* **WHAT THE EXERCISE ASKS**: Could you reproduce all of the following entries exactly?

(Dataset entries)
*** Begin section ***
//! Key Confidentiality Gateway
//!
//! The numeric envelope key never appears in clear on the ledger. The sender
//! hands it to the gateway, which returns an opaque [`KeyHandle`] plus an
//! input proof binding that handle to `(ledger, sender)`. The ledger checks
//! the proof and records permission grants; the recipient later proves their
//! identity with a signed [`UserDecryptRequest`] to get the value back.
//!
//! The boundary is split in two traits:
//! - [`InputVerifier`]: what the ledger needs (proof checks, ACL grants)
//! - [`KeyGateway`]: what a client needs (encrypt, authorize, decrypt)
//!
//! [`LocalGateway`] implements both in-process.

pub mod authorization;
pub mod local;
pub mod proof;
pub mod transport;

use std::collections::HashMap;
use std::fmt;
use std::str::FromStr;
use std::sync::Arc;

use serde::{Deserialize, Deserializer, Serialize, Serializer};

use crate::account::AccountId;
use crate::error::GatewayError;

pub use authorization::{AuthorizationMessage, UserDecryptRequest, AUTHORIZATION_DOMAIN};
pub use local::LocalGateway;
pub use proof::{InputProof, INPUT_PROOF_DOMAIN};
pub use transport::{SealedValue, TransportKeypair};

/// Size of a key handle in bytes
pub const HANDLE_SIZE: usize = 32;

/// Opaque reference to a confidential value held by the gateway
#[derive(Clone, Copy, PartialEq, Eq, Hash, PartialOrd, Ord, Default)]
pub struct KeyHandle([u8; HANDLE_SIZE]);

impl KeyHandle {
    pub const fn new(bytes: [u8; HANDLE_SIZE]) -> Self {
        Self(bytes)
    }

    pub fn from_slice(bytes: &[u8]) -> Result<Self, GatewayError> {
        let arr: [u8; HANDLE_SIZE] = bytes.try_into().map_err(|_| {
            GatewayError::UnknownHandle(format!("expected {} bytes, got {}", HANDLE_SIZE, bytes.len()))
        })?;
        Ok(Self(arr))
    }

    pub fn as_bytes(&self) -> &[u8; HANDLE_SIZE] {
        &self.0
    }

    pub fn to_bytes(&self) -> [u8; HANDLE_SIZE] {
        self.0
    }
}

impl fmt::Display for KeyHandle {
    fn fmt(&self, f: &mut fmt::Formatter<'_>) -> fmt::Result {
        write!(f, "0x{}", hex::encode(self.0))
    }
}

impl fmt::Debug for KeyHandle {
    fn fmt(&self, f: &mut fmt::Formatter<'_>) -> fmt::Result {
        write!(f, "KeyHandle({})", self)
    }
}

impl FromStr for KeyHandle {
    type Err = GatewayError;

    fn from_str(s: &str) -> Result<Self, Self::Err> {
        let trimmed = s.trim();
        let digits = trimmed.strip_prefix("0x").unwrap_or(trimmed);
        let bytes = hex::decode(digits).map_err(|e| GatewayError::UnknownHandle(e.to_string()))?;
        Self::from_slice(&bytes)
    }
}

impl Serialize for KeyHandle {
    fn serialize<S: Serializer>(&self, serializer: S) -> Result<S::Ok, S::Error> {
        serializer.collect_str(self)
    }
}

impl<'de> Deserialize<'de> for KeyHandle {
    fn deserialize<D: Deserializer<'de>>(deserializer: D) -> Result<Self, D::Error> {
        let text = String::deserialize(deserializer)?;
        text.parse().map_err(serde::de::Error::custom)
    }
}

/// Result of registering a confidential input with the gateway
#[derive(Debug, Clone, PartialEq, Eq, Serialize, Deserialize)]
pub struct EncryptedInput {
    pub handles: Vec<KeyHandle>,
    /// Serialized [`InputProof`]
    pub input_proof: Vec<u8>,
}

/// A handle together with the ledger that holds it
#[derive(Debug, Clone, Copy, PartialEq, Eq, Serialize, Deserialize)]
pub struct HandleContractPair {
    pub handle: KeyHandle,
    pub contract: AccountId,
}

/// Ledger-side half of the gateway
pub trait InputVerifier: Send + Sync {
    /// Check that `proof` attests `handle` for `(contract, caller)`
    ///
    /// On success the contract holds permission on the returned handle for
    /// the rest of the operation.
    fn verify_input(
        &self,
        handle: &KeyHandle,
        proof: &[u8],
        contract: &AccountId,
        caller: &AccountId,
    ) -> Result<KeyHandle, GatewayError>;

    /// Grant `account` permission to decrypt `handle`
    fn allow(&self, handle: &KeyHandle, account: &AccountId) -> Result<(), GatewayError>;

    /// Grant every account in `accounts` permission on `handle`, or none of them
    fn allow_all(&self, handle: &KeyHandle, accounts: &[AccountId]) -> Result<(), GatewayError>;

    /// Identifier of the confidential-compute protocol in use
    fn protocol_id(&self) -> u64;
}

/// Client-side half of the gateway
pub trait KeyGateway: Send + Sync {
    /// Register `value` as a confidential input for `(contract, caller)`
    fn create_encrypted_input(
        &self,
        contract: &AccountId,
        caller: &AccountId,
        value: u64,
    ) -> Result<EncryptedInput, GatewayError>;

    /// Build the unsigned authorization a requester signs to decrypt
    fn create_authorization(
        &self,
        public_key: [u8; 32],
        contracts: Vec<AccountId>,
        start_timestamp: u64,
        duration_days: u64,
    ) -> AuthorizationMessage;

    /// Recover clear values for `pairs` on behalf of the signed request
    ///
    /// Values are re-encrypted to the request's transport key and opened
    /// with `transport`.
    fn user_decrypt(
        &self,
        pairs: &[HandleContractPair],
        request: &UserDecryptRequest,
        transport: &TransportKeypair,
    ) -> Result<HashMap<KeyHandle, u64>, GatewayError>;
}

impl<T: InputVerifier + ?Sized> InputVerifier for Arc<T> {
    fn verify_input(
        &self,
        handle: &KeyHandle,
        proof: &[u8],
        contract: &AccountId,
        caller: &AccountId,
    ) -> Result<KeyHandle, GatewayError> {
        (**self).verify_input(handle, proof, contract, caller)
    }

    fn allow(&self, handle: &KeyHandle, account: &AccountId) -> Result<(), GatewayError> {
        (**self).allow(handle, account)
    }

    fn allow_all(&self, handle: &KeyHandle, accounts: &[AccountId]) -> Result<(), GatewayError> {
        (**self).allow_all(handle, accounts)
    }

    fn protocol_id(&self) -> u64 {
        (**self).protocol_id()
    }
}

impl<T: KeyGateway + ?Sized> KeyGateway for Arc<T> {
    fn create_encrypted_input(
        &self,
        contract: &AccountId,
        caller: &AccountId,
        value: u64,
    ) -> Result<EncryptedInput, GatewayError> {
        (**self).create_encrypted_input(contract, caller, value)
    }

    fn create_authorization(
        &self,
        public_key: [u8; 32],
        contracts: Vec<AccountId>,
        start_timestamp: u64,
        duration_days: u64,
    ) -> AuthorizationMessage {
        (**self).create_authorization(public_key, contracts, start_timestamp, duration_days)
    }

    fn user_decrypt(
        &self,
        pairs: &[HandleContractPair],
        request: &UserDecryptRequest,
        transport: &TransportKeypair,
    ) -> Result<HashMap<KeyHandle, u64>, GatewayError> {
        (**self).user_decrypt(pairs, request, transport)
    }
}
*** End section ***
* **OUTPUT OF THE TASK**:
//! Key Confidentiality Gateway
//!
//! The numeric envelope key never appears in clear on the ledger. The sender
//! hands it to the gateway, which returns an opaque [`KeyHandle`] plus an
//! input proof binding that handle to `(ledger, sender)`. The ledger checks
//! the proof and records permission grants; the recipient later proves their
//! identity with a signed [`UserDecryptRequest`] to get the value back.
//!
//! The boundary is split in two traits:
//! - [`InputVerifier`]: what the ledger needs (proof checks, ACL grants)
//! - [`KeyGateway`]: what a client needs (encrypt, authorize, decrypt)
//!
//! [`LocalGateway`] implements both in-process.

pub mod authorization;
pub mod local;
pub mod proof;
pub mod transport;

use std::collections::HashMap;
use std::fmt;
use std::str::FromStr;
use std::sync::Arc;

use serde::{Deserialize, Deserializer, Serialize, Serializer};

use crate::account::AccountId;
use crate::error::GatewayError;

pub use authorization::{AuthorizationMessage, UserDecryptRequest, AUTHORIZATION_DOMAIN};
pub use local::LocalGateway;
pub use proof::{InputProof, INPUT_PROOF_DOMAIN};
pub use transport::{SealedValue, TransportKeypair};

/// Size of a key handle in bytes
pub const HANDLE_SIZE: usize = 32;

/// Opaque reference to a confidential value held by the gateway
#[derive(Clone, Copy, PartialEq, Eq, Hash, PartialOrd, Ord, Default)]
pub struct KeyHandle([u8; HANDLE_SIZE]);

impl KeyHandle {
    pub const fn new(bytes: [u8; HANDLE_SIZE]) -> Self {
        Self(bytes)
    }

    pub fn from_slice(bytes: &[u8]) -> Result<Self, GatewayError> {
        let arr: [u8; HANDLE_SIZE] = bytes.try_into().map_err(|_| {
            GatewayError::UnknownHandle(format!("expected {} bytes, got {}", HANDLE_SIZE, bytes.len()))
        })?;
        Ok(Self(arr))
    }

    pub fn as_bytes(&self) -> &[u8; HANDLE_SIZE] {
        &self.0
    }

    pub fn to_bytes(&self) -> [u8; HANDLE_SIZE] {
        self.0
    }
}

impl fmt::Display for KeyHandle {
    fn fmt(&self, f: &mut fmt::Formatter<'_>) -> fmt::Result {
        write!(f, "0x{}", hex::encode(self.0))
    }
}

impl fmt::Debug for KeyHandle {
    fn fmt(&self, f: &mut fmt::Formatter<'_>) -> fmt::Result {
        write!(f, "KeyHandle({})", self)
    }
}

impl FromStr for KeyHandle {
    type Err = GatewayError;

    fn from_str(s: &str) -> Result<Self, Self::Err> {
        let trimmed = s.trim();
        let digits = trimmed.strip_prefix("0x").unwrap_or(trimmed);
        let bytes = hex::decode(digits).map_err(|e| GatewayError::UnknownHandle(e.to_string()))?;
        Self::from_slice(&bytes)
    }
}

impl Serialize for KeyHandle {
    fn serialize<S: Serializer>(&self, serializer: S) -> Result<S::Ok, S::Error> {
        serializer.collect_str(self)
    }
}

impl<'de> Deserialize<'de> for KeyHandle {
    fn deserialize<D: Deserializer<'de>>(deserializer: D) -> Result<Self, D::Error> {
        let text = String::deserialize(deserializer)?;
        text.parse().map_err(serde::de::Error::custom)
    }
}

/// Result of registering a confidential input with the gateway
#[derive(Debug, Clone, PartialEq, Eq, Serialize, Deserialize)]
pub struct EncryptedInput {
    pub handles: Vec<KeyHandle>,
    /// Serialized [`InputProof`]
    pub input_proof: Vec<u8>,
}

/// A handle together with the ledger that holds it
#[derive(Debug, Clone, Copy, PartialEq, Eq, Serialize, Deserialize)]
pub struct HandleContractPair {
    pub handle: KeyHandle,
    pub contract: AccountId,
}

/// Ledger-side half of the gateway
pub trait InputVerifier: Send + Sync {
    /// Check that `proof` attests `handle` for `(contract, caller)`
    ///
    /// On success the contract holds permission on the returned handle for
    /// the rest of the operation.
    fn verify_input(
        &self,
        handle: &KeyHandle,
        proof: &[u8],
        contract: &AccountId,
        caller: &AccountId,
    ) -> Result<KeyHandle, GatewayError>;

    /// Grant `account` permission to decrypt `handle`
    fn allow(&self, handle: &KeyHandle, account: &AccountId) -> Result<(), GatewayError>;

    /// Grant every account in `accounts` permission on `handle`, or none of them
    fn allow_all(&self, handle: &KeyHandle, accounts: &[AccountId]) -> Result<(), GatewayError>;

    /// Identifier of the confidential-compute protocol in use
    fn protocol_id(&self) -> u64;
}

/// Client-side half of the gateway
pub trait KeyGateway: Send + Sync {
    /// Register `value` as a confidential input for `(contract, caller)`
    fn create_encrypted_input(
        &self,
        contract: &AccountId,
        caller: &AccountId,
        value: u64,
    ) -> Result<EncryptedInput, GatewayError>;

    /// Build the unsigned authorization a requester signs to decrypt
    fn create_authorization(
        &self,
        public_key: [u8; 32],
        contracts: Vec<AccountId>,
        start_timestamp: u64,
        duration_days: u64,
    ) -> AuthorizationMessage;

    /// Recover clear values for `pairs` on behalf of the signed request
    ///
    /// Values are re-encrypted to the request's transport key and opened
    /// with `transport`.
    fn user_decrypt(
        &self,
        pairs: &[HandleContractPair],
        request: &UserDecryptRequest,
        transport: &TransportKeypair,
    ) -> Result<HashMap<KeyHandle, u64>, GatewayError>;
}

impl<T: InputVerifier + ?Sized> InputVerifier for Arc<T> {
    fn verify_input(
        &self,
        handle: &KeyHandle,
        proof: &[u8],
        contract: &AccountId,
        caller: &AccountId,
    ) -> Result<KeyHandle, GatewayError> {
        (**self).verify_input(handle, proof, contract, caller)
    }

    fn allow(&self, handle: &KeyHandle, account: &AccountId) -> Result<(), GatewayError> {
        (**self).allow(handle, account)
    }

    fn allow_all(&self, handle: &KeyHandle, accounts: &[AccountId]) -> Result<(), GatewayError> {
        (**self).allow_all(handle, accounts)
    }

    fn protocol_id(&self) -> u64 {
        (**self).protocol_id()
    }
}

impl<T: KeyGateway + ?Sized> KeyGateway for Arc<T> {
    fn create_encrypted_input(
        &self,
        contract: &AccountId,
        caller: &AccountId,
        value: u64,
    ) -> Result<EncryptedInput, GatewayError> {
        (**self).create_encrypted_input(contract, caller, value)
    }

    fn create_authorization(
        &self,
        public_key: [u8; 32],
        contracts: Vec<AccountId>,
        start_timestamp: u64,
        duration_days: u64,
    ) -> AuthorizationMessage {
        (**self).create_authorization(public_key, contracts, start_timestamp, duration_days)
    }

    fn user_decrypt(
        &self,
        pairs: &[HandleContractPair],
        request: &UserDecryptRequest,
        transport: &TransportKeypair,
    ) -> Result<HashMap<KeyHandle, u64>, GatewayError> {
        (**self).user_decrypt(pairs, request, transport)
    }
}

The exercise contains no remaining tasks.